== Data to examine ==

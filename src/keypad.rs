// Logical keypad: the fixed list of calculator keys and the highlighted selection.
// Rendering and physical buttons are the host's business; this only knows
// which key sits at which index and what it does.

use crate::calculator::{Command, Operator};
use crate::config::DEFAULT_SELECTED_KEY;

pub const ROWS: usize = 5;
pub const COLUMNS: usize = 4;
pub const KEY_COUNT: usize = ROWS * COLUMNS;

/// A key on the logical keypad
#[derive(Clone, Copy, Debug, PartialEq, Eq)]
pub struct Key {
    label: &'static str,
    command: Command,
}

impl Key {
    const fn new(label: &'static str, command: Command) -> Self {
        Self { label, command }
    }

    /// Text printed on the key
    pub const fn label(&self) -> &'static str {
        self.label
    }

    /// Command issued when the key is activated
    pub const fn command(&self) -> Command {
        self.command
    }
}

const fn digit(label: &'static str, d: u8) -> Key {
    Key::new(label, Command::Digit(d))
}

const fn operator(op: Operator) -> Key {
    Key::new(op.symbol(), Command::Operator(op))
}

/// Keys in row-major order, 5 rows of 4.
///
/// "C" is the backspace ([`Command::ClearEntry`]), "CE" zeroes the operand
/// being edited ([`Command::ClearAll`]).
pub static KEYPAD: [Key; KEY_COUNT] = [
    // Row 0: +, -, *, /
    operator(Operator::Add),
    operator(Operator::Sub),
    operator(Operator::Mul),
    operator(Operator::Div),
    // Row 1: 0, ^, C, CE
    digit("0", 0),
    operator(Operator::Pow),
    Key::new("C", Command::ClearEntry),
    Key::new("CE", Command::ClearAll),
    // Row 2: 1, 2, 3, +/-
    digit("1", 1),
    digit("2", 2),
    digit("3", 3),
    Key::new("+/-", Command::Sign),
    // Row 3: 4, 5, 6, .
    digit("4", 4),
    digit("5", 5),
    digit("6", 6),
    Key::new(".", Command::Decimal),
    // Row 4: 7, 8, 9, =
    digit("7", 7),
    digit("8", 8),
    digit("9", 9),
    Key::new("=", Command::Equals),
];

/// Navigation step through the keypad.
#[derive(Clone, Copy, Debug, PartialEq, Eq)]
pub enum Direction {
    /// One key back (-1)
    Up,
    /// One key forward (+1)
    Down,
}

/// Index of the highlighted key, always within the keypad.
#[derive(Clone, Copy, Debug, PartialEq, Eq)]
pub struct Selection(usize);

impl Selection {
    /// Select `index`, wrapped onto the keypad
    pub const fn new(index: usize) -> Self {
        Self(index % KEY_COUNT)
    }

    pub const fn index(self) -> usize {
        self.0
    }

    pub const fn row(self) -> usize {
        self.0 / COLUMNS
    }

    pub const fn column(self) -> usize {
        self.0 % COLUMNS
    }

    pub fn key(self) -> &'static Key {
        &KEYPAD[self.0]
    }

    /// Move one key, wrapping around both ends. Returns the new index.
    pub fn step(&mut self, direction: Direction) -> usize {
        self.0 = match direction {
            Direction::Up => (self.0 + KEY_COUNT - 1) % KEY_COUNT,
            Direction::Down => (self.0 + 1) % KEY_COUNT,
        };
        self.0
    }
}

impl Default for Selection {
    fn default() -> Self {
        Self::new(DEFAULT_SELECTED_KEY)
    }
}
//! Line-driven stand-in for the firmware when built for a desktop target.
//!
//! Reads whitespace separated tokens from stdin: `u`/`up` and `d`/`down` move
//! the selection, `s`/`select` activates it, and any key label (`7`, `+/-`,
//! `=`) walks the selection to that key and activates it.

use std::io::{self, BufRead, Write};

use fixcalc::{Calculator, Direction, DisplaySink, DisplayUpdate, Event, KEYPAD};

/// Prints every update on its own line
struct Terminal<W> {
    out: W,
}

impl<W: Write> DisplaySink for Terminal<W> {
    fn show(&mut self, update: &DisplayUpdate) {
        let written = match update.selected {
            Some(index) => writeln!(self.out, "[{}] {}", KEYPAD[index].label(), update.text),
            None => writeln!(self.out, "{}", update.text),
        };

        if let Err(e) = written {
            log::error!("Terminal write failed: {e}");
        }
    }
}

pub fn run() -> io::Result<()> {
    let mut calculator = Calculator::new();
    let mut terminal = Terminal { out: io::stdout().lock() };

    writeln!(terminal.out, "{}", calculator.display())?;

    for line in io::stdin().lock().lines() {
        let line = line?;

        for token in line.split_whitespace() {
            match token {
                "u" | "up" => calculator.dispatch(Event::MoveSelection(Direction::Up), &mut terminal),
                "d" | "down" => calculator.dispatch(Event::MoveSelection(Direction::Down), &mut terminal),
                "s" | "select" => calculator.dispatch(Event::Activate, &mut terminal),
                label => match KEYPAD.iter().position(|key| key.label() == label) {
                    Some(target) => {
                        while calculator.selected_key() != target {
                            calculator.handle_event(Event::MoveSelection(Direction::Down));
                        }
                        calculator.dispatch(Event::Activate, &mut terminal);
                    }
                    None => writeln!(io::stderr(), "unknown key: {label}")?,
                },
            }
        }
    }

    Ok(())
}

===

### [What the task requires]
Print each line, starting with the one that contains "impl<W: Write> DisplaySink" and ending with the last line of the data, exactly as it stands and with no other lines.

### [Worked solution]
impl<W: Write> DisplaySink for Terminal<W> {
    fn show(&mut self, update: &DisplayUpdate) {
        let written = match update.selected {
            Some(index) => writeln!(self.out, "[{}] {}", KEYPAD[index].label(), update.text),
            None => writeln!(self.out, "{}", update.text),
        };

        if let Err(e) = written {
            log::error!("Terminal write failed: {e}");
        }
    }
}

pub fn run() -> io::Result<()> {
    let mut calculator = Calculator::new();
    let mut terminal = Terminal { out: io::stdout().lock() };

    writeln!(terminal.out, "{}", calculator.display())?;

    for line in io::stdin().lock().lines() {
        let line = line?;

        for token in line.split_whitespace() {
            match token {
                "u" | "up" => calculator.dispatch(Event::MoveSelection(Direction::Up), &mut terminal),
                "d" | "down" => calculator.dispatch(Event::MoveSelection(Direction::Down), &mut terminal),
                "s" | "select" => calculator.dispatch(Event::Activate, &mut terminal),
                label => match KEYPAD.iter().position(|key| key.label() == label) {
                    Some(target) => {
                        while calculator.selected_key() != target {
                            calculator.handle_event(Event::MoveSelection(Direction::Down));
                        }
                        calculator.dispatch(Event::Activate, &mut terminal);
                    }
                    None => writeln!(io::stderr(), "unknown key: {label}")?,
                },
            }
        }
    }

    Ok(())
}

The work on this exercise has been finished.